//! Centralized error types for the Chorus core library.
//!
//! Errors are split by blast radius:
//! - [`ItemError`]: a single media item failed; the queue moves on.
//! - [`SessionError`]: the voice session is gone; the subscription is torn down.
//! - [`StreamError`]: a collaborator (search, metadata, stream) failed. These never
//!   escape the resolution boundary; they are folded into [`ItemError`].
//!
//! [`ChorusError`] wraps all of them for the few operations that can fail as a whole
//! (joining, configuration loading).

use serde::Serialize;
use thiserror::Error;

/// Trait for error types that provide machine-readable error codes.
///
/// Implement this trait to provide consistent error codes across different
/// error conversion paths.
pub trait ErrorCode {
    /// Returns a machine-readable error code.
    fn code(&self) -> &'static str;
}

/// Failure of a single media item (resolution or playback).
///
/// Always recoverable: reported through the item's `on_error` callback and the
/// drain loop advances to the next item.
#[derive(Debug, Clone, Error, PartialEq, Eq, Serialize)]
#[serde(tag = "type", content = "details")]
pub enum ItemError {
    /// The query is a URL, but not one we know how to play.
    #[error("Unsupported source: {0}")]
    UnsupportedSource(String),

    /// Search, metadata lookup, stream open or probe failed.
    #[error("Resolution failed: {0}")]
    ResolutionFailure(String),

    /// The player reported an error mid-playback.
    #[error("Playback error: {0}")]
    Playback(String),
}

impl ErrorCode for ItemError {
    fn code(&self) -> &'static str {
        match self {
            Self::UnsupportedSource(_) => "unsupported_source",
            Self::ResolutionFailure(_) => "resolution_failure",
            Self::Playback(_) => "playback_error",
        }
    }
}

/// Failure of a voice session.
///
/// The fatal variants end the owning subscription: full teardown, registry
/// removal, no further retries.
#[derive(Debug, Clone, Error, PartialEq, Eq, Serialize)]
#[serde(tag = "type", content = "details")]
pub enum SessionError {
    /// The session did not become ready within the readiness window.
    #[error("Voice connection did not become ready in time")]
    ConnectionTimeout,

    /// The session was closed and did not come back (removed or kicked).
    #[error("Voice session was removed")]
    SessionRemoved,

    /// All rejoin attempts were used without reaching ready.
    #[error("Voice session rejoin attempts exhausted")]
    RejoinExhausted,

    /// The gateway refused to open a connection.
    #[error("Failed to join voice channel: {0}")]
    JoinFailed(String),

    /// The transport rejected a rejoin request.
    ///
    /// Counted as a failed attempt; never fatal on its own.
    #[error("Rejoin request failed: {0}")]
    RejoinFailed(String),
}

impl SessionError {
    /// Returns true if this error ends the subscription.
    #[must_use]
    pub fn is_fatal(&self) -> bool {
        !matches!(self, Self::RejoinFailed(_))
    }
}

impl ErrorCode for SessionError {
    fn code(&self) -> &'static str {
        match self {
            Self::ConnectionTimeout => "connection_timeout",
            Self::SessionRemoved => "session_removed",
            Self::RejoinExhausted => "rejoin_exhausted",
            Self::JoinFailed(_) => "join_failed",
            Self::RejoinFailed(_) => "rejoin_failed",
        }
    }
}

/// Errors from media collaborators (search, metadata, stream I/O).
#[derive(Debug, Error)]
pub enum StreamError {
    /// HTTP request failed.
    #[error("HTTP request failed: {0}")]
    Http(#[from] reqwest::Error),

    /// HTTP request returned a non-success status.
    #[error("HTTP error status {0}")]
    HttpStatus(u16),

    /// The stream's content type is not a codec we can decode.
    #[error("Unsupported content type: {0}")]
    UnsupportedContentType(String),

    /// The stream was already released.
    #[error("Stream closed")]
    Closed,

    /// Any other I/O failure reported by a collaborator.
    #[error("I/O error: {0}")]
    Io(String),
}

impl ErrorCode for StreamError {
    fn code(&self) -> &'static str {
        match self {
            Self::Http(_) => "http_request_failed",
            Self::HttpStatus(_) => "http_error_status",
            Self::UnsupportedContentType(_) => "unsupported_content_type",
            Self::Closed => "stream_closed",
            Self::Io(_) => "io_error",
        }
    }
}

impl From<StreamError> for ItemError {
    fn from(err: StreamError) -> Self {
        Self::ResolutionFailure(err.to_string())
    }
}

/// Application-wide error type.
#[derive(Debug, Error, Serialize)]
#[serde(tag = "type", content = "details")]
pub enum ChorusError {
    /// A media item failed.
    #[error(transparent)]
    Item(ItemError),

    /// A voice session failed.
    #[error(transparent)]
    Session(SessionError),

    /// Configuration could not be loaded or is invalid.
    #[error("Configuration error: {0}")]
    Configuration(String),

    /// Internal error.
    #[error("Internal error: {0}")]
    Internal(String),
}

impl ChorusError {
    /// Returns a machine-readable error code.
    pub fn code(&self) -> &'static str {
        match self {
            Self::Item(e) => e.code(),
            Self::Session(e) => e.code(),
            Self::Configuration(_) => "configuration_error",
            Self::Internal(_) => "internal_error",
        }
    }
}

impl From<ItemError> for ChorusError {
    fn from(err: ItemError) -> Self {
        Self::Item(err)
    }
}

impl From<SessionError> for ChorusError {
    fn from(err: SessionError) -> Self {
        Self::Session(err)
    }
}

/// Convenient Result alias for application-wide operations.
pub type ChorusResult<T> = Result<T, ChorusError>;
=-=-=
== Exercise requirements ==
From the records, work out how many lines include "ConnectionTimeout" and respond with the number only.

== Exercise solution ==
2